So much being allowed, that as a translator Hello showed himself a mollycoddle and a pious fraud, it is only fair to add that when he was working on original matter he was an originator of fresh ideas, a sagacious commentator, an analyst of true power. He was indeed, among the writers of his type, the only thinker; I came to the support of Aurévilly in commending the work of this writer, so incomplete, but so interesting, and Against the Grain has, I think, had some share in securing what little success his best book, L’Homme, won after his death.
The conclusion arrived at in this chapter on modern ecclesiastical literature was that among the geldings of religious art, there was only one stallion, to wit Barbey d’Aurévilly; and this opinion remains absolutely and entirely accurate. He was the one and only artist, in the proper sense of the word, that Catholicism produced at that period; he was a great prose stylist, an admirable novelist whose boldness set all beadledom screaming, enraged by the explosive vehemence of his phraseology.

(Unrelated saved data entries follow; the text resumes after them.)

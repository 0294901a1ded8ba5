use crate::model::tag::normalize_tags;
use crate::model::Store;

/// Client-side restriction of a fetched store list.
///
/// Stores must carry every selected tag (AND), and their name must contain the
/// query case-insensitively. Empty selection or query restricts nothing. Input
/// order is preserved.
#[derive(Debug, Clone, Default, PartialEq, Eq)]
pub struct StoreFilter {
    pub tags: Vec<String>,
    pub name_query: String,
}

impl StoreFilter {
    pub fn new(tags: Vec<String>, name_query: impl Into<String>) -> Self {
        Self {
            tags: normalize_tags(&tags),
            name_query: name_query.into(),
        }
    }

    pub fn is_empty(&self) -> bool {
        self.tags.is_empty() && self.name_query.is_empty()
    }

    pub fn matches(&self, store: &Store) -> bool {
        if !store.has_all_tags(&self.tags) {
            return false;
        }
        if self.name_query.is_empty() {
            return true;
        }
        store
            .name
            .to_lowercase()
            .contains(&self.name_query.to_lowercase())
    }

    pub fn apply<'a>(&self, stores: &'a [Store]) -> Vec<&'a Store> {
        if self.is_empty() {
            return stores.iter().collect();
        }
        stores.iter().filter(|s| self.matches(s)).collect()
    }
}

To conclude the list, if ever chapter can be considered the starting point of other books, it is surely the one on plainchant which I afterwards amplified in all my publications, in En Route and above in L’Oblat.

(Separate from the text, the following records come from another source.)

use anyhow::{Context, Result};
use image::DynamicImage;
use tracing::{info, warn};

use crate::database::StoreRepository;
use crate::model::{Store, StoreDetail};
use crate::photos::{PhotoSelection, PhotoStore};
use crate::places::{resolve_address, AutocompleteSession, Geocoder, MapState, PlacesProvider, Suggestion};

/// A photo shown in the form: either already on disk or freshly picked.
#[derive(Debug, Clone)]
pub enum EditorPhoto {
    Stored { file_name: String, image: DynamicImage },
    Pending(DynamicImage),
}

/// Registration and edit screens.
pub struct EditorState {
    /// Row being edited; a default row when registering.
    pub store: Store,
    pub detail: StoreDetail,
    pub photos: PhotoSelection<EditorPhoto>,
    pub map: MapState,
    pub search: AutocompleteSession,
    pub confirm_photo_delete: bool,
    removed_files: Vec<String>,
}

impl Default for EditorState {
    fn default() -> Self {
        Self {
            store: Store::default(),
            detail: StoreDetail::default(),
            photos: PhotoSelection::default(),
            map: MapState::default(),
            search: AutocompleteSession::default(),
            confirm_photo_delete: false,
            removed_files: Vec::new(),
        }
    }
}

impl EditorState {
    pub fn register() -> Self {
        Self::default()
    }

    /// Opens an existing store, resolving its photo files.
    pub fn edit(store: Store, photo_store: &PhotoStore) -> Self {
        let mut editor = Self {
            detail: StoreDetail::for_edit(&store),
            ..Self::default()
        };
        for loaded in photo_store.load(&store.file_names) {
            let source = photo_store.path_for(&loaded.file_name);
            editor.photos.push(
                source,
                EditorPhoto::Stored {
                    file_name: loaded.file_name,
                    image: loaded.image,
                },
            );
        }
        editor.store = store;
        editor
    }

    pub fn attach(&mut self, picked: PhotoSelection<DynamicImage>) {
        for (source, image) in picked.picker_items.into_iter().zip(picked.images) {
            self.photos.push(source, EditorPhoto::Pending(image));
        }
    }

    /// Asks for confirmation when photos are marked; returns whether it did.
    pub fn request_photo_delete(&mut self) -> bool {
        self.confirm_photo_delete = !self.photos.selected_indexes.is_empty();
        self.confirm_photo_delete
    }

    pub fn cancel_photo_delete(&mut self) {
        self.confirm_photo_delete = false;
        self.photos.selected_indexes.clear();
    }

    pub fn confirm_photo_delete(&mut self) -> usize {
        if !self.confirm_photo_delete {
            return 0;
        }
        self.confirm_photo_delete = false;
        let removed = self.photos.delete_selected();
        for photo in &removed {
            if let EditorPhoto::Stored { file_name, .. } = photo {
                self.removed_files.push(file_name.clone());
            }
        }
        removed.len()
    }

    /// Centers the map on the form's address. Failures keep the old pin.
    pub fn locate(&mut self, geocoder: &dyn Geocoder) -> bool {
        let address = self.detail.address.clone();
        resolve_address(geocoder, &address, &mut self.map)
    }

    pub fn search_places(&mut self, provider: &dyn PlacesProvider, query: &str) -> &[Suggestion] {
        self.search.search(provider, query)
    }

    /// Prefills the form from a picked suggestion, then re-centers the map.
    pub fn pick_place(
        &mut self,
        provider: &dyn PlacesProvider,
        geocoder: &dyn Geocoder,
        suggestion: &Suggestion,
    ) -> bool {
        match self.search.select(provider, suggestion) {
            Ok(details) => {
                details.apply_to(&mut self.detail);
                self.locate(geocoder);
                true
            }
            Err(e) => {
                warn!("Place details failed for '{}': {}", suggestion.full_text, e);
                false
            }
        }
    }

    /// Writes the form back. New photos are saved and appended; photos removed
    /// in the form are dropped from the row and their files deleted.
    pub fn submit(&mut self, repo: &StoreRepository, photo_store: &PhotoStore) -> Result<i64> {
        let name = self.detail.store_name.trim();
        if name.is_empty() {
            anyhow::bail!("Store name must not be empty");
        }

        // Registering under a taken name extends that row, photos included.
        let mut store = match self.store.id {
            Some(_) => self.store.clone(),
            None => repo
                .fetch_by_name(name)?
                .unwrap_or_else(|| self.store.clone()),
        };
        store.apply_detail(&self.detail);
        store.name = name.to_string();
        store.file_names.retain(|f| !self.removed_files.contains(f));

        let pending: Vec<DynamicImage> = self
            .photos
            .images
            .iter()
            .filter_map(|p| match p {
                EditorPhoto::Pending(image) => Some(image.clone()),
                EditorPhoto::Stored { .. } => None,
            })
            .collect();
        let added = photo_store.save_pending(&mut store, &pending);

        let saved = match store.id {
            Some(id) => repo.update_store(&store).map(|_| id),
            None => repo.upsert_by_name(&store),
        };
        let id = match saved {
            Ok(id) => id,
            Err(e) => {
                // The row never references them, so don't leave the files behind.
                photo_store.remove(&added);
                return Err(e).context("Failed to save store");
            }
        };

        if !self.removed_files.is_empty() {
            photo_store.remove(&self.removed_files);
            self.removed_files.clear();
        }

        store.id = Some(id);
        info!("Saved store '{}' ({}, {} photos)", store.name, id, store.file_names.len());
        *self = Self::edit(store, photo_store);
        Ok(id)
    }
}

As result of this brief review of each of the special articles exhibited in the showcases of Against the Grain the conclusion is forced upon us—the book was priming for my Catholic propaganda, which is implicit in it in its entirety, though in embryo.
Indeed the misunderstanding and stupidity of sundry pedants and agitated members of the priesthood strike me, yet once again, as unfathomable. Year after year they clamoured for the destruction of the book, the copyright of which, by the by, I do not own, without ever realizing that the mystic volumes that came after it are incomprehensible without being as it is, I reiterate the statement, the root from which they all sprang. Besides this, how is it possible to appreciate the work of an author in its entirety, if it is not taken from its first beginnings and followed up step by step; above all, how is it possible to realize the progress of God’s Grace in a soul, if the traces of its passage are neglected, if the first tokens left by its presence are effaced? One thing at any rate is certain, that Against the Grain marked a definite rupture with its predecessors, with Les Sœurs Vatard, En Ménage, À vau-l’eau, that with it I entered on a path the goal of which I did not so much as suspect.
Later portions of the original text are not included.